COPDでは、空気の通り道である気道(気管支、細気管支、肺胞)に慢性の炎症が生じ、むくみ(浮腫)がおこり、痰が多くなります。痰を取り除こうと咳がでます。さらに痰の量が多くなると気管支がふさがれ、空気が通らなくなります(慢性気管支炎の状態)。さらに肺胞の細胞の壁がこわれ、肺胞が大きくふくらみ、弾力性、収縮性が低下してきます(肺気腫の状態)。このため空気を吸いにくくなり、息切れをおこしやすくなっていくのです。放置しておくと呼吸不全、心不全にいたります。
COPDの原因のほとんどが、タバコです。そのためCOPDはタバコ病ともよばれます。わが国は、先進国に比べ、喫煙者が多く特に若い人、女性では喫煙者が徐々に増加しています。
また、他人のタバコの煙を吸わされること(受動喫煙)も発症の原因になり注意が必要です。特に、肺がまだ完成していない乳幼児期に、父親や母親が喫煙していると大きな影響を与えてしまいます。

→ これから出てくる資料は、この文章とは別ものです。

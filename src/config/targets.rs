// src/config/targets.rs
//
// What to scrape. Defaults are the production deployment: twelve Google Maps
// branches plus three aggregator pages.

use serde::Deserialize;

use crate::review::Source;

/// One Google Maps place page (reviews pane URL).
#[derive(Clone, Debug, PartialEq, Eq, Deserialize)]
pub struct MapsLocation {
    pub name: String,
    pub url: String,
}

/// One aggregator page reviewing a single branch.
#[derive(Clone, Debug, PartialEq, Eq, Deserialize)]
pub struct SiteTarget {
    pub site: Source,
    pub url: String,
    pub location: String,
}

#[derive(Clone, Debug, PartialEq, Eq, Deserialize)]
#[serde(default)]
pub struct Targets {
    pub google_maps: Vec<MapsLocation>,
    pub sites: Vec<SiteTarget>,
}

/// One unit of work: a page to open and the branch its reviews belong to.
#[derive(Clone, Copy, Debug, PartialEq, Eq)]
pub struct Target<'a> {
    pub source: Source,
    pub location: &'a str,
    pub url: &'a str,
}

impl Targets {
    /// Google Maps locations in configured order, then the aggregator sites.
    pub fn iter(&self) -> impl Iterator<Item = Target<'_>> {
        let maps = self.google_maps.iter().map(|m| Target {
            source: Source::GoogleMaps,
            location: &m.name,
            url: &m.url,
        });
        let sites = self.sites.iter().map(|s| Target {
            source: s.site,
            location: &s.location,
            url: &s.url,
        });
        maps.chain(sites)
    }

    pub fn len(&self) -> usize {
        self.google_maps.len() + self.sites.len()
    }

    pub fn is_empty(&self) -> bool {
        self.len() == 0
    }
}

const MAPS: &[(&str, &str)] = &[
    ("California Gym Centre Urbain Nord", "https://www.google.com/maps/place/California+Gym+Centre+Urbain+Nord/@36.8497481,10.1924261,17z/data=!4m8!3m7!1s0x12fd34c8cbbccc13:0xd457adab6be8aee4!8m2!3d36.8497439!4d10.197297!9m1!1b1!16s%2Fg%2F11dxs18wb_"),
    ("California Gym Lac 1", "https://www.google.com/maps/place/California+Gym+Lac+1/@36.8339787,10.2356224,17z/data=!4m8!3m7!1s0x12fd35007fe0806d:0xa71c1796442e6a29!8m2!3d36.8339745!4d10.2404933!9m1!1b1!16s%2Fg%2F11m67p1dlp"),
    ("California Gym Platinum", "https://www.google.com/maps/place/California+Gym+Platinum/@36.8449138,10.2778055,17z/data=!4m8!3m7!1s0x12fd4ab66ea16a55:0x7dd7ff7dbfc204cd!8m2!3d36.8449095!4d10.2803804!9m1!1b1!16s%2Fg%2F11c57ysqw8"),
    ("California Gym Mall", "https://www.google.com/maps/place/California+Gym+Mall/@36.847071,10.2780987,17z/data=!4m8!3m7!1s0x12fd4ab5f2afe9c1:0x7b36723ba1299a4a!8m2!3d36.8470667!4d10.2806736!9m1!1b1!16s%2Fg%2F11f_bzsb5c"),
    ("California Gym Soukra", "https://www.google.com/maps/place/California+Gym+Soukra/@36.8746327,10.2695407,17z/data=!4m8!3m7!1s0x12e2b51d9e5168f3:0x37eac499d8e07d27!8m2!3d36.8746285!4d10.2744116!9m1!1b1!16s%2Fg%2F11h71nfxq3"),
    ("California Gym Strength La Marsa", "https://www.google.com/maps/place/California+Gym+Strength+La+Marsa/@36.8851636,10.3188024,17z/data=!4m8!3m7!1s0x12e2b4f4711bf04b:0xb4605a34aaec41b!8m2!3d36.8851594!4d10.3236733!9m1!1b1!16s%2Fg%2F1232g62cq"),
    ("California Gym Zephyr", "https://www.google.com/maps/place/California+Gym+Zephyr/@36.8835414,10.328392,17z/data=!4m8!3m7!1s0x12e2b593b7a31291:0xfca503c99d4c51ff!8m2!3d36.8835372!4d10.3332629!9m1!1b1!16s%2Fg%2F11snczdqs2"),
    ("California Gym Boumhel", "https://www.google.com/maps/place/California+Gym+Boumhel/@36.7316581,10.3073693,17z/data=!4m8!3m7!1s0x12fd4994237d011b:0x2b984884a19cbaae!8m2!3d36.7316539!4d10.3122402!9m1!1b1!16s%2Fg%2F11j0v6mszq"),
    ("California Gym Bardo", "https://www.google.com/maps/place/California+GYM+BARDO/@36.8151127,10.1229798,17z/data=!4m8!3m7!1s0x12fd3390e951c1df:0x9f85266b728bada!8m2!3d36.8151085!4d10.1278507!9m1!1b1!16s%2Fg%2F11h32yshz1"),
    ("California Gym Jardins d'El Menzah", "https://www.google.com/maps/place/California+Gym+Jardins+d'El+Menzah/@36.8541437,10.1267301,17z/data=!4m8!3m7!1s0x12fd33e9f3d4781f:0x4a1b896957f5b0e2!8m2!3d36.8541395!4d10.131601!9m1!1b1!16s%2Fg%2F11lnlqyqlj"),
    ("California Gym Ennasr", "https://www.google.com/maps/place/California+gym+ennasr/@36.8604516,10.1424522,17z/data=!4m8!3m7!1s0x12fd3300455d3a11:0x490eb1336e440539!8m2!3d36.8604474!4d10.1473231!9m1!1b1!16s%2Fg%2F11wh3h3zvp"),
    ("California Gym Sousse", "https://www.google.com/maps/place/California+Gym+Sousse/@35.8416028,10.6248022,17z/data=!4m8!3m7!1s0x130275b8469424b5:0x685a7499cac68ad1!8m2!3d35.8415985!4d10.6273771!9m1!1b1!16s%2Fg%2F11gjs77nc_"),
];

const SITES: &[(Source, &str, &str)] = &[
    (
        Source::TopRated,
        "https://www.top-rated.online/cities/Tunis/place/p/4803828/California+Gym+Platinum",
        "California Gym Platinum",
    ),
    (
        Source::Expat,
        "https://www.expat.com/fr/forum/afrique/tunisie/tunis/162222-que-pensez-vous-du-california-gym-aux-berges-du-lac-1-.html",
        "California Gym Lac 1",
    ),
    (
        Source::Trustburn,
        "https://trustburn.com/reviews/california-gym-tunisia",
        "California Gym Lac 1",
    ),
];

impl Default for Targets {
    fn default() -> Self {
        Self {
            google_maps: MAPS
                .iter()
                .map(|(name, url)| MapsLocation { name: s!(*name), url: s!(*url) })
                .collect(),
            sites: SITES
                .iter()
                .map(|(site, url, location)| SiteTarget {
                    site: *site,
                    url: s!(*url),
                    location: s!(*location),
                })
                .collect(),
        }
    }
}
// src/browser/mod.rs
//! Browser automation seam.
//!
//! Everything that touches a live page goes through [`Driver`]: the WebDriver
//! client implements it for real runs, tests implement it over an in-memory
//! page. The [`Session`] manager and the page specs only ever see `&dyn Driver`.
//!
//! Calls are blocking; one page, one call at a time.

pub mod session;
pub mod webdriver;

use serde::Deserialize;
use serde_json::Value;
use thiserror::Error;

pub use session::{ScrollOutcome, ScrollScope, Session};
pub use webdriver::WebDriver;

/// How to find an element. Deserializes from `{ css = "…" }` or `{ xpath = "…" }`.
#[derive(Clone, Debug, PartialEq, Eq, Hash, Deserialize)]
#[serde(rename_all = "lowercase")]
pub enum Locator {
    Css(String),
    XPath(String),
}

impl Locator {
    pub fn css(s: &str) -> Self { Locator::Css(s!(s)) }
    pub fn xpath(s: &str) -> Self { Locator::XPath(s!(s)) }

    /// W3C locator strategy name.
    pub fn strategy(&self) -> &'static str {
        match self {
            Locator::Css(_) => "css selector",
            Locator::XPath(_) => "xpath",
        }
    }

    pub fn value(&self) -> &str {
        match self {
            Locator::Css(v) | Locator::XPath(v) => v,
        }
    }
}

/// Opaque handle to an element on the current page.
#[derive(Clone, Debug, PartialEq, Eq, Hash)]
pub struct ElementRef(pub String);

/// What to scroll: one element, or the whole document.
#[derive(Clone, Copy, Debug)]
pub enum ScrollTarget<'a> {
    Element(&'a ElementRef),
    Window,
}

#[derive(Debug, Error)]
pub enum DriverError {
    #[error("webdriver transport: {0}")]
    Http(#[from] reqwest::Error),

    #[error("no such element: {0}")]
    NoSuchElement(String),

    #[error("stale element reference")]
    StaleElement,

    #[error("browser session is gone")]
    InvalidSession,

    #[error("timed out: {0}")]
    Timeout(String),

    #[error("webdriver error {error}: {message}")]
    WebDriver { error: String, message: String },

    #[error("unexpected webdriver response: {0}")]
    UnexpectedResponse(String),
}

impl DriverError {
    /// The browser (or the driver process) is no longer usable.
    pub fn is_fatal(&self) -> bool {
        matches!(self, DriverError::InvalidSession)
            || matches!(self, DriverError::Http(e) if e.is_connect())
    }
}

/// Page operations the collector needs. All element lookups are scoped either
/// to the document or to a parent element; `*_in` variants take the parent.
pub trait Driver {
    fn goto(&self, url: &str) -> Result<(), DriverError>;

    fn find_all(&self, locator: &Locator) -> Result<Vec<ElementRef>, DriverError>;

    fn find_all_in(&self, parent: &ElementRef, locator: &Locator) -> Result<Vec<ElementRef>, DriverError>;

    fn text(&self, element: &ElementRef) -> Result<String, DriverError>;

    /// `Ok(None)` when the attribute is absent.
    fn attribute(&self, element: &ElementRef, name: &str) -> Result<Option<String>, DriverError>;

    /// Displayed and enabled.
    fn is_clickable(&self, element: &ElementRef) -> Result<bool, DriverError>;

    fn click(&self, element: &ElementRef) -> Result<(), DriverError>;

    /// Click through `element.click()` in page script; works on elements
    /// covered by overlays where a native click would be intercepted.
    fn script_click(&self, element: &ElementRef) -> Result<(), DriverError>;

    fn scroll_height(&self, target: ScrollTarget<'_>) -> Result<i64, DriverError>;

    fn scroll_to_bottom(&self, target: ScrollTarget<'_>) -> Result<(), DriverError>;

    /// Run a synchronous script; returns its JSON result.
    fn execute(&self, script: &str, args: Vec<Value>) -> Result<Value, DriverError>;

    fn quit(&self) -> Result<(), DriverError>;

    fn find(&self, locator: &Locator) -> Result<ElementRef, DriverError> {
        self.find_all(locator)?
            .into_iter()
            .next()
            .ok_or_else(|| DriverError::NoSuchElement(s!(locator.value())))
    }

    fn find_in(&self, parent: &ElementRef, locator: &Locator) -> Result<ElementRef, DriverError> {
        self.find_all_in(parent, locator)?
            .into_iter()
            .next()
            .ok_or_else(|| DriverError::NoSuchElement(s!(locator.value())))
    }
}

COPDの治療は、現在ある症状をできるだけ改善し、それを維持することです。特に予防も含め、どの状態でも、禁煙が最も重要になります。
COPDの患者は、わが国では500万人以上といわれています。しかし、実際に治療を受けている人は20数万人程度です。禁煙の重要性を再度認識していただくとともに、長引く咳、痰、息切れがあればかかりつけ医に相談してください。